ABC Midwest & Wheatbelt
- Australia;
- Broadcast area: Midwest Wheatbelt
- Frequencies: 828 kHz AM Midwest 1215 kHz AM Midwest 531 kHz AM Wheatbelt

Programming
- Format: Talk

Ownership
- Owner: Australian Broadcasting Corporation

History
- First air date: 3 February 1945

Technical information
- Transmitter coordinates: 28°46′33.94″S 114°36′21.24″E﻿ / ﻿28.7760944°S 114.6059000°E

Links
- Website: https://www.abc.net.au/wheatbelt/

= ABC Midwest & Wheatbelt =

Radio station in Western Australia

ABC Midwest & Wheatbelt is an ABC Local Radio station based in Geraldton.

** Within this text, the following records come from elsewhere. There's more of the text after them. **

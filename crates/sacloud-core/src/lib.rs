// # sacloud-core
//
// Core library of the SakuraCloud provisioning provider.
//
// ## Architecture Overview
//
// - **API traits** (`DnsApi`, `SshKeyApi`, `VpcRouterApi`, `Backend`): what
//   the handlers need from SakuraCloud
// - **Resources / data sources**: translate attribute bags into API calls
// - **MutexKV**: per-zone lock around DNS read-modify-write sequences
// - **ProviderRegistry**: plugin-based registry of backends and handlers
// - **Provider**: dispatches one host operation at a time
//
// ## Design Principles
//
// 1. **Library-First**: the binary only wires configuration and I/O
// 2. **Plugin-Based**: backends register factories; no hard-coded if-else
// 3. **No hidden retries**: every error is terminal for the operation
// 4. **Zone records are sub-resources**: their ids are derived, not stored

pub mod backend;
pub mod config;
pub mod error;
pub mod filter;
pub mod mutex_kv;
pub mod provider;
pub mod registry;
pub mod resources;
pub mod schema;
pub mod traits;

// Re-export core types for convenience
pub use backend::MemoryCloud;
pub use config::{BackendKind, OperationTimeouts, ProviderConfig};
pub use error::{Error, Result, ResultExt};
pub use filter::{FindCondition, SearchFilter};
pub use mutex_kv::MutexKV;
pub use provider::{Operation, OperationRequest, OperationResponse, Provider};
pub use registry::ProviderRegistry;
pub use resources::{DataSourceHandler, ProviderContext, ResourceHandler};
pub use schema::{ResourceData, Schema};
pub use traits::{Backend, BackendFactory, Client, DnsApi, SshKeyApi, VpcRouterApi};
//! Operation dispatcher
//!
//! The [`Provider`] receives one [`OperationRequest`] at a time from the host
//! orchestrator, finds the handler for the request's type name, validates the
//! attributes against the handler's schema and runs the handler under the
//! configured per-operation timeout.
//!
//! ## Flow
//!
//! ```text
//! OperationRequest ──► registry lookup ──► Schema::prepare ──► handler
//!                                                                  │
//!                          OperationResponse ◄── ResourceData ◄────┘
//! ```
//!
//! The provider does no diffing and keeps no state between requests apart
//! from the API client and the per-zone locks, which it shares across
//! concurrent calls.

use serde::{Deserialize, Serialize};
use serde_json::{Map, Value};
use std::fmt;
use std::future::Future;
use std::sync::Arc;
use std::time::Duration;
use tracing::{debug, info, warn};

use crate::config::{OperationTimeouts, ProviderConfig};
use crate::error::{Error, Result};
use crate::registry::ProviderRegistry;
use crate::resources::ProviderContext;
use crate::schema::{ResourceData, Schema};
use crate::traits::Client;

/// Operation requested by the host
#[derive(Debug, Clone, Copy, PartialEq, Eq, Serialize, Deserialize)]
#[serde(rename_all = "snake_case")]
pub enum Operation {
    Create,
    Read,
    Update,
    Delete,
    ReadDataSource,
    /// Return the schema of a resource or data source type
    Schema,
}

impl fmt::Display for Operation {
    fn fmt(&self, f: &mut fmt::Formatter<'_>) -> fmt::Result {
        let name = match self {
            Operation::Create => "create",
            Operation::Read => "read",
            Operation::Update => "update",
            Operation::Delete => "delete",
            Operation::ReadDataSource => "read_data_source",
            Operation::Schema => "schema",
        };
        f.write_str(name)
    }
}

/// One request from the host
#[derive(Debug, Clone, PartialEq, Serialize, Deserialize)]
pub struct OperationRequest {
    pub operation: Operation,
    #[serde(rename = "type")]
    pub type_name: String,
    #[serde(default)]
    pub id: Option<String>,
    #[serde(default)]
    pub attributes: Map<String, Value>,
    /// Attributes from prior state; only used by `update`
    #[serde(default)]
    pub prior: Option<Map<String, Value>>,
}

impl OperationRequest {
    pub fn new(operation: Operation, type_name: impl Into<String>) -> Self {
        Self {
            operation,
            type_name: type_name.into(),
            id: None,
            attributes: Map::new(),
            prior: None,
        }
    }

    pub fn with_id(mut self, id: impl Into<String>) -> Self {
        self.id = Some(id.into());
        self
    }

    pub fn with_attributes(mut self, attributes: Map<String, Value>) -> Self {
        self.attributes = attributes;
        self
    }

    pub fn with_prior(mut self, prior: Map<String, Value>) -> Self {
        self.prior = Some(prior);
        self
    }

    fn resource_data(&self) -> ResourceData {
        let d = ResourceData::from_attributes(self.attributes.clone());
        match &self.id {
            Some(id) => d.with_id(id.as_str()),
            None => d,
        }
    }
}

/// Result of an operation
#[derive(Debug, Clone, PartialEq, Serialize, Deserialize)]
#[serde(untagged)]
pub enum OperationResponse {
    /// Resulting id and attributes (id is absent after delete)
    State(ResourceData),
    Schema(Schema),
}

impl OperationResponse {
    /// Resulting state, if this is not a schema response
    pub fn into_state(self) -> Option<ResourceData> {
        match self {
            OperationResponse::State(d) => Some(d),
            OperationResponse::Schema(_) => None,
        }
    }
}

/// Dispatches operations to resource and data source handlers
pub struct Provider {
    registry: Arc<ProviderRegistry>,
    ctx: ProviderContext,
    timeouts: OperationTimeouts,
}

impl Provider {
    /// Create the API client from `config` and build a provider around it
    pub async fn new(registry: Arc<ProviderRegistry>, config: &ProviderConfig) -> Result<Self> {
        config.validate()?;
        let client = registry.create_client(config).await?;
        info!(
            "Using {} backend in zone {}",
            client.backend_name(),
            config.zone
        );
        Ok(Self::with_client(registry, client, config.timeouts.clone()))
    }

    /// Build a provider around an existing client
    pub fn with_client(
        registry: Arc<ProviderRegistry>,
        client: Client,
        timeouts: OperationTimeouts,
    ) -> Self {
        Self {
            registry,
            ctx: ProviderContext::new(client),
            timeouts,
        }
    }

    /// Shared handler context (client and per-zone locks)
    pub fn context(&self) -> &ProviderContext {
        &self.ctx
    }

    /// Run one operation
    pub async fn apply(&self, request: OperationRequest) -> Result<OperationResponse> {
        let operation = request.operation;
        let type_name = request.type_name.as_str();
        debug!(
            "{} {} (id: {})",
            operation,
            type_name,
            request.id.as_deref().unwrap_or("-")
        );

        if operation == Operation::Schema {
            return self.schema(type_name).map(OperationResponse::Schema);
        }

        let mut d = request.resource_data();

        if operation == Operation::ReadDataSource {
            let handler = self.registry.data_source(type_name)?;
            handler.schema().prepare(&mut d)?;
            self.with_timeout(self.timeouts.read_secs, handler.read(&self.ctx, &mut d))
                .await?;
            return Ok(OperationResponse::State(d));
        }

        let handler = self.registry.resource(type_name)?;
        let schema = handler.schema();

        match operation {
            Operation::Create => {
                schema.prepare(&mut d)?;
                self.with_timeout(self.timeouts.create_secs, handler.create(&self.ctx, &mut d))
                    .await?;
            }
            Operation::Read => {
                schema.prepare(&mut d)?;
                self.with_timeout(self.timeouts.read_secs, handler.read(&self.ctx, &mut d))
                    .await?;
            }
            Operation::Update => {
                schema.prepare(&mut d)?;
                if let Some(prior) = &request.prior {
                    let prior = ResourceData::from_attributes(prior.clone());
                    let reasons = schema.replacement_reasons(&prior, &d);
                    if !reasons.is_empty() {
                        warn!("{} cannot be updated in place: {:?}", type_name, reasons);
                        return Err(Error::unsupported(format!(
                            "{} must be replaced; changed attributes: {}",
                            type_name,
                            reasons.join(", ")
                        )));
                    }
                }
                self.with_timeout(self.timeouts.update_secs, handler.update(&self.ctx, &mut d))
                    .await?;
            }
            Operation::Delete => {
                schema.prepare(&mut d)?;
                self.with_timeout(self.timeouts.delete_secs, handler.delete(&self.ctx, &mut d))
                    .await?;
            }
            Operation::ReadDataSource | Operation::Schema => {
                return Err(Error::unsupported(format!(
                    "{} is not a resource operation",
                    operation
                )));
            }
        }

        Ok(OperationResponse::State(d))
    }

    /// Schema of a resource type, falling back to data source types
    pub fn schema(&self, type_name: &str) -> Result<Schema> {
        if let Ok(handler) = self.registry.resource(type_name) {
            return Ok(handler.schema());
        }
        Ok(self.registry.data_source(type_name)?.schema())
    }

    /// Persist backend state (memory fixture); no-op for the HTTP backend
    pub async fn flush(&self) -> Result<()> {
        self.ctx.client.flush().await
    }

    async fn with_timeout<F>(&self, secs: u64, operation: F) -> Result<()>
    where
        F: Future<Output = Result<()>>,
    {
        let limit = Duration::from_secs(secs);
        tokio::time::timeout(limit, operation)
            .await
            .map_err(|_| Error::Timeout(limit))?
    }
}

impl fmt::Debug for Provider {
    fn fmt(&self, f: &mut fmt::Formatter<'_>) -> fmt::Result {
        f.debug_struct("Provider")
            .field("ctx", &self.ctx)
            .field("timeouts", &self.timeouts)
            .finish()
    }
}

#[cfg(test)]
mod tests {
    use super::*;
    use crate::backend::MemoryCloud;
    use crate::traits::Dns;
    use serde_json::json;

    fn attrs(value: Value) -> Map<String, Value> {
        value.as_object().cloned().unwrap_or_default()
    }

    async fn provider_with_zone() -> (Provider, String) {
        let cloud = MemoryCloud::new();
        let zone = cloud.insert_dns(Dns::new("example.com")).await;
        let provider = Provider::with_client(
            Arc::new(ProviderRegistry::with_builtins()),
            Arc::new(cloud),
            OperationTimeouts::default(),
        );
        (provider, zone.id)
    }

    #[test]
    fn test_request_deserializes() {
        let request: OperationRequest = serde_json::from_value(json!({
            "operation": "read_data_source",
            "type": "sakuracloud_dns",
            "attributes": {"filter": {"names": ["example.com"]}}
        }))
        .unwrap();

        assert_eq!(request.operation, Operation::ReadDataSource);
        assert_eq!(request.type_name, "sakuracloud_dns");
        assert!(request.id.is_none());
        assert!(request.prior.is_none());
    }

    #[tokio::test]
    async fn test_create_applies_defaults() {
        let (provider, dns_id) = provider_with_zone().await;

        let request = OperationRequest::new(Operation::Create, "sakuracloud_dns_record")
            .with_attributes(attrs(json!({
                "dns_id": dns_id,
                "name": "www",
                "type": "A",
                "value": "192.0.2.1"
            })));
        let d = provider.apply(request).await.unwrap().into_state().unwrap();

        assert!(d.id().is_some_and(|id| id.starts_with("dnsrecord-")));
        assert_eq!(d.get_int("ttl"), 3600);
    }

    #[tokio::test]
    async fn test_invalid_type_is_rejected_before_api_call() {
        let (provider, dns_id) = provider_with_zone().await;

        let request = OperationRequest::new(Operation::Create, "sakuracloud_dns_record")
            .with_attributes(attrs(json!({
                "dns_id": dns_id,
                "name": "www",
                "type": "PTR",
                "value": "host.example.com."
            })));
        let err = provider.apply(request).await.unwrap_err();

        assert!(matches!(err, Error::InvalidInput(_)));
        let zone = provider.context().client.read_dns(&dns_id).await.unwrap();
        assert!(zone.records.is_empty());
    }

    #[tokio::test]
    async fn test_update_with_force_new_change_is_refused() {
        let (provider, _) = provider_with_zone().await;

        let request = OperationRequest::new(Operation::Update, "sakuracloud_ssh_key")
            .with_id("113000000002")
            .with_attributes(attrs(json!({"name": "deploy", "public_key": "ssh-ed25519 BBBB"})))
            .with_prior(attrs(json!({"name": "deploy", "public_key": "ssh-ed25519 AAAA"})));

        let err = provider.apply(request).await.unwrap_err();
        assert!(err.to_string().contains("public_key"));
    }

    #[tokio::test]
    async fn test_schema_operation() {
        let (provider, _) = provider_with_zone().await;

        let response = provider
            .apply(OperationRequest::new(Operation::Schema, "sakuracloud_vpc_router"))
            .await
            .unwrap();
        match response {
            OperationResponse::Schema(schema) => assert!(schema.attribute("plan").is_some()),
            other => panic!("unexpected response: {:?}", other),
        }

        assert!(provider.schema("sakuracloud_server").is_err());
    }
}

The station broadcasts to the Mid West and Wheatbelt regions of Western Australia. This includes the towns of Meekatharra Northam and Dalwallinu.
The station broadcasts through three main AM transmitters.
6GN on 828 AM, 6NM on 1215 AM and 6DL on 531 AM. There are also a number of low power FM transmitters.
When local programs are not broadcast the station is a relay of 720 ABC Perth.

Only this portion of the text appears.